[Collected data entries]

....

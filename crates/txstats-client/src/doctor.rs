use std::fmt;

use crate::client::TransifexClient;
use crate::transport::Transport;

#[derive(Debug, Default)]
pub struct DoctorReport {
    pub token: CheckResult,
    pub config_file: CheckResult,
    pub output_dir: CheckResult,
    pub api: CheckResult,
}

impl DoctorReport {
    pub fn all_passed(&self) -> bool {
        self.token.passed && self.config_file.passed && self.output_dir.passed && self.api.passed
    }
}

impl fmt::Display for DoctorReport {
    fn fmt(&self, f: &mut fmt::Formatter<'_>) -> fmt::Result {
        let rows = [
            ("Transifex token", &self.token),
            ("Config file", &self.config_file),
            ("Output directory", &self.output_dir),
            ("Transifex API", &self.api),
        ];
        for (label, check) in rows {
            writeln!(f, "{label:<18} {}  {}", check.icon(), check.detail)?;
        }
        Ok(())
    }
}

#[derive(Debug, Default, Clone)]
pub struct CheckResult {
    pub passed: bool,
    pub detail: String,
}

impl CheckResult {
    pub fn ok(detail: &str) -> Self {
        Self {
            passed: true,
            detail: detail.to_owned(),
        }
    }

    pub fn fail(detail: &str) -> Self {
        Self {
            passed: false,
            detail: detail.to_owned(),
        }
    }

    pub fn icon(&self) -> &'static str {
        if self.passed { "OK" } else { "NG" }
    }
}

impl<T: Transport> TransifexClient<T> {
    /// Check the project is reachable with the configured token.
    pub async fn check_api(&self) -> CheckResult {
        match self.resources().await {
            Ok(resources) => CheckResult::ok(&format!(
                "{} resources at {}",
                resources.len(),
                self.project_url()
            )),
            Err(e) => CheckResult::fail(&e.to_string()),
        }
    }
}
use std::fmt;

use secrecy::SecretString;

use crate::error::Error;

/// Environment variable holding the Transifex API token.
pub const TOKEN_ENV: &str = "TRANSIFEX_API_TOKEN";

/// Username Transifex expects for token-based basic auth.
pub const API_USERNAME: &str = "api";

/// Transifex API credentials.
///
/// The token is wrapped in [`SecretString`] so it never ends up in logs or
/// debug output.
#[derive(Clone)]
pub struct Credentials {
    pub api_token: SecretString,
}

impl fmt::Debug for Credentials {
    fn fmt(&self, f: &mut fmt::Formatter<'_>) -> fmt::Result {
        f.debug_struct("Credentials")
            .field("api_token", &"[REDACTED]")
            .finish()
    }
}

impl Credentials {
    pub fn new(api_token: impl Into<String>) -> Self {
        Self {
            api_token: SecretString::from(api_token.into()),
        }
    }

    /// Load credentials from the environment, reading `.env` first if present.
    pub fn from_env() -> Result<Self, Error> {
        let dotenv_loaded = dotenvy::dotenv().is_ok();
        tracing::debug!(dotenv = dotenv_loaded, "loading Transifex credentials");
        // arch-lint: allow(no-silent-result-drop) reason="absence is reported as MissingEnvVar by from_lookup"
        Self::from_lookup(|key| std::env::var(key).ok())
    }

    /// Load credentials through an environment-style lookup.
    pub fn from_lookup<F>(lookup: F) -> Result<Self, Error>
    where
        F: Fn(&str) -> Option<String>,
    {
        lookup(TOKEN_ENV)
            .filter(|token| !token.trim().is_empty())
            .map(|token| Self::new(token.trim()))
            .ok_or_else(|| Error::MissingEnvVar(TOKEN_ENV.to_owned()))
    }
}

....

> _EXERCISE AIM_
The entries shown above should be copied out word for word.

> _COMPLETED EXERCISE_
filename crates/txstats-client/src/doctor.rs
use std::fmt;

use crate::client::TransifexClient;
use crate::transport::Transport;

#[derive(Debug, Default)]
pub struct DoctorReport {
    pub token: CheckResult,
    pub config_file: CheckResult,
    pub output_dir: CheckResult,
    pub api: CheckResult,
}

impl DoctorReport {
    pub fn all_passed(&self) -> bool {
        self.token.passed && self.config_file.passed && self.output_dir.passed && self.api.passed
    }
}

impl fmt::Display for DoctorReport {
    fn fmt(&self, f: &mut fmt::Formatter<'_>) -> fmt::Result {
        let rows = [
            ("Transifex token", &self.token),
            ("Config file", &self.config_file),
            ("Output directory", &self.output_dir),
            ("Transifex API", &self.api),
        ];
        for (label, check) in rows {
            writeln!(f, "{label:<18} {}  {}", check.icon(), check.detail)?;
        }
        Ok(())
    }
}

#[derive(Debug, Default, Clone)]
pub struct CheckResult {
    pub passed: bool,
    pub detail: String,
}

impl CheckResult {
    pub fn ok(detail: &str) -> Self {
        Self {
            passed: true,
            detail: detail.to_owned(),
        }
    }

    pub fn fail(detail: &str) -> Self {
        Self {
            passed: false,
            detail: detail.to_owned(),
        }
    }

    pub fn icon(&self) -> &'static str {
        if self.passed { "OK" } else { "NG" }
    }
}

impl<T: Transport> TransifexClient<T> {
    /// Check the project is reachable with the configured token.
    pub async fn check_api(&self) -> CheckResult {
        match self.resources().await {
            Ok(resources) => CheckResult::ok(&format!(
                "{} resources at {}",
                resources.len(),
                self.project_url()
            )),
            Err(e) => CheckResult::fail(&e.to_string()),
        }
    }
}
use std::fmt;

use secrecy::SecretString;

use crate::error::Error;

/// Environment variable holding the Transifex API token.
pub const TOKEN_ENV: &str = "TRANSIFEX_API_TOKEN";

/// Username Transifex expects for token-based basic auth.
pub const API_USERNAME: &str = "api";

/// Transifex API credentials.
///
/// The token is wrapped in [`SecretString`] so it never ends up in logs or
/// debug output.
#[derive(Clone)]
pub struct Credentials {
    pub api_token: SecretString,
}

impl fmt::Debug for Credentials {
    fn fmt(&self, f: &mut fmt::Formatter<'_>) -> fmt::Result {
        f.debug_struct("Credentials")
            .field("api_token", &"[REDACTED]")
            .finish()
    }
}

impl Credentials {
    pub fn new(api_token: impl Into<String>) -> Self {
        Self {
            api_token: SecretString::from(api_token.into()),
        }
    }

    /// Load credentials from the environment, reading `.env` first if present.
    pub fn from_env() -> Result<Self, Error> {
        let dotenv_loaded = dotenvy::dotenv().is_ok();
        tracing::debug!(dotenv = dotenv_loaded, "loading Transifex credentials");
        // arch-lint: allow(no-silent-result-drop) reason="absence is reported as MissingEnvVar by from_lookup"
        Self::from_lookup(|key| std::env::var(key).ok())
    }

    /// Load credentials through an environment-style lookup.
    pub fn from_lookup<F>(lookup: F) -> Result<Self, Error>
    where
        F: Fn(&str) -> Option<String>,
    {
        lookup(TOKEN_ENV)
            .filter(|token| !token.trim().is_empty())
            .map(|token| Self::new(token.trim()))
            .ok_or_else(|| Error::MissingEnvVar(TOKEN_ENV.to_owned()))
    }
}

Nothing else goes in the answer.